Dr. C. Tracy Orleans from the Robert Wood Johnson Foundation, Princeton, New Jersey, and Dr. K. Michael Cummings of the Roswell Park Cancer Institute, New York, point out that about 25% of adults living in the United States still smoke. While dramatically fewer than in 1964, when 40% of adult Americans smoked, the ``decline (in smoking) among adults has stalled, and youth rates have risen, with over 8,000 children and teens becoming new smokers each day,'' they state. The leveling off of those who smoke and those who quit is occurring despite the success of various treatment strategies that currently help 25 to 30% of motivated smokers to quit for good.
This quit rate can almost be doubled by using medications including buproprion, an anti-anxiety drug, and nicotine replacement therapy along with other strategies, they add. The authors acknowledge that more work ``needs to be done to reach smokers in low-income and minority populations'' as well as special groups of people such as highly addicted smokers.
Although people who succeed in quitting often can do so without the help of any formal treatment program, ``most people who try to quit on their own fail.'' they note. The authors therefore suggest a number of ways to make treatment programs more accessible to more smokers. One way would be to cover treatment costs by using taxes raised from tobacco sales.
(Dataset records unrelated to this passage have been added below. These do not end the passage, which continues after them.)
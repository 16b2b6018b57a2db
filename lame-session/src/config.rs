// SPDX-FileCopyrightText: 2025 Contributors to the lame-session project.
// SPDX-License-Identifier: Apache-2.0

//! Encoder configuration and library path resolution.

use std::path::PathBuf;

use serde::{Deserialize, Serialize};

use crate::{Error, Result};

/// Environment variable overriding the location of `libmp3lame`.
pub const LIBRARY_PATH_ENV: &str = "LAME_LIBRARY_PATH";

/// Quality used when none is given: fast with acceptable quality.
pub const DEFAULT_QUALITY: u32 = 7;

/// Highest (worst, fastest) quality ordinal the codec accepts.
pub const MAX_QUALITY: u32 = 9;

/// Returns the path to the LAME shared library.
///
/// Uses `LAME_LIBRARY_PATH` when set, otherwise the platform's library name so
/// the dynamic loader searches its default locations.
///
/// # Examples
///
/// ```no_run
/// use lame_session::{config::default_library_path, load_api};
///
/// # fn main() -> Result<(), lame_session::Error> {
/// let api = load_api(default_library_path())?;
/// # Ok(())
/// # }
/// ```
pub fn default_library_path() -> PathBuf {
    if let Some(path) = std::env::var_os(LIBRARY_PATH_ENV) {
        return path.into();
    }
    if cfg!(target_os = "macos") {
        "libmp3lame.dylib".into()
    } else if cfg!(target_os = "windows") {
        "libmp3lame.dll".into()
    } else {
        "libmp3lame.so.0".into()
    }
}

fn default_quality() -> u32 {
    DEFAULT_QUALITY
}

/// Parameters applied to a codec handle when a session is opened.
///
/// Values are plain integers so that configurations can come from anywhere
/// (command line, JSON); [`EncoderConfig::validate`] runs on every open.
///
/// # Examples
///
/// ```
/// use lame_session::EncoderConfig;
///
/// let config = EncoderConfig::new(44100, 2, 44100, 128).with_quality(2);
/// assert!(config.validate().is_ok());
///
/// let json = r#"{"in_sample_rate": 8000, "out_channels": 1,
///                "out_sample_rate": 8000, "out_bitrate": 32}"#;
/// let config = EncoderConfig::from_json(json).unwrap();
/// assert_eq!(config.quality, 7);
/// ```
#[derive(Serialize, Deserialize, Clone, Copy, Debug, PartialEq, Eq)]
pub struct EncoderConfig {
    /// Input sample rate in Hz.
    pub in_sample_rate: u32,
    /// Channel count of the encoded stream (1 = mono, 2 = stereo).
    pub out_channels: u32,
    /// Output sample rate in Hz.
    pub out_sample_rate: u32,
    /// Output bitrate in kbps.
    pub out_bitrate: u32,
    /// Codec quality ordinal, 0 (best, slowest) to 9 (worst, fastest).
    #[serde(default = "default_quality")]
    pub quality: u32,
}

impl EncoderConfig {
    /// Creates a configuration with [`DEFAULT_QUALITY`].
    pub fn new(
        in_sample_rate: u32,
        out_channels: u32,
        out_sample_rate: u32,
        out_bitrate: u32,
    ) -> Self {
        Self {
            in_sample_rate,
            out_channels,
            out_sample_rate,
            out_bitrate,
            quality: DEFAULT_QUALITY,
        }
    }

    /// Returns a copy with the given quality ordinal.
    pub fn with_quality(mut self, quality: u32) -> Self {
        self.quality = quality;
        self
    }

    /// Parses a configuration from JSON.
    ///
    /// Only the syntax is checked here; the values are validated when the
    /// configuration is used to open a session.
    pub fn from_json(json: &str) -> Result<Self> {
        Ok(serde_json::from_str(json)?)
    }

    /// Serializes the configuration to JSON.
    pub fn to_json(&self) -> Result<String> {
        Ok(serde_json::to_string(self)?)
    }

    /// Returns `true` when the stream is encoded as a single channel.
    pub fn is_mono(&self) -> bool {
        self.out_channels == 1
    }

    /// Checks every field against the ranges the codec accepts.
    ///
    /// # Errors
    ///
    /// Returns [`Error::InitializationFailed`] naming the first offending field.
    pub fn validate(&self) -> Result<()> {
        let fail = |msg: String| Err(Error::InitializationFailed(msg));
        if self.in_sample_rate == 0 || self.in_sample_rate > i32::MAX as u32 {
            return fail(format!("invalid input sample rate {}", self.in_sample_rate));
        }
        if !(1..=2).contains(&self.out_channels) {
            return fail(format!(
                "invalid channel count {} (expected 1 or 2)",
                self.out_channels
            ));
        }
        if self.out_sample_rate == 0 || self.out_sample_rate > i32::MAX as u32 {
            return fail(format!(
                "invalid output sample rate {}",
                self.out_sample_rate
            ));
        }
        if self.out_bitrate == 0 || self.out_bitrate > i32::MAX as u32 {
            return fail(format!("invalid bitrate {}", self.out_bitrate));
        }
        if self.quality > MAX_QUALITY {
            return fail(format!(
                "invalid quality {} (expected 0..={MAX_QUALITY})",
                self.quality
            ));
        }
        Ok(())
    }
}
Prevention programs in the schools and in the community could be improved upon, as could smoking cessation programs offered through the workplace. The authors also note that 70% of people who smoke visit their doctor each year. This gives doctors an opportunity to reach all but 30% of the 50 million people who now smoke in the U.S. ``Smokers receiving even 2 to 3 minutes of physician advice to stop smoking... are twice as likely to quit as smokers (who do not receive advice),'' the authors note.
Other measures to help people stop smoking include higher taxes, restrictions on smoking in public places and advertising warning people against smoking. ``The nation has reached a point of unprecedented potential to reduce the social, economic and health harms caused by tobacco,'' the authors write.
Policies now need to be put in place to improve smokers' access to prevention and treatment programs, especially for those who are most likely to smoke, they suggest. SOURCE: The Journal of Health Promotion 1999;14:83-86.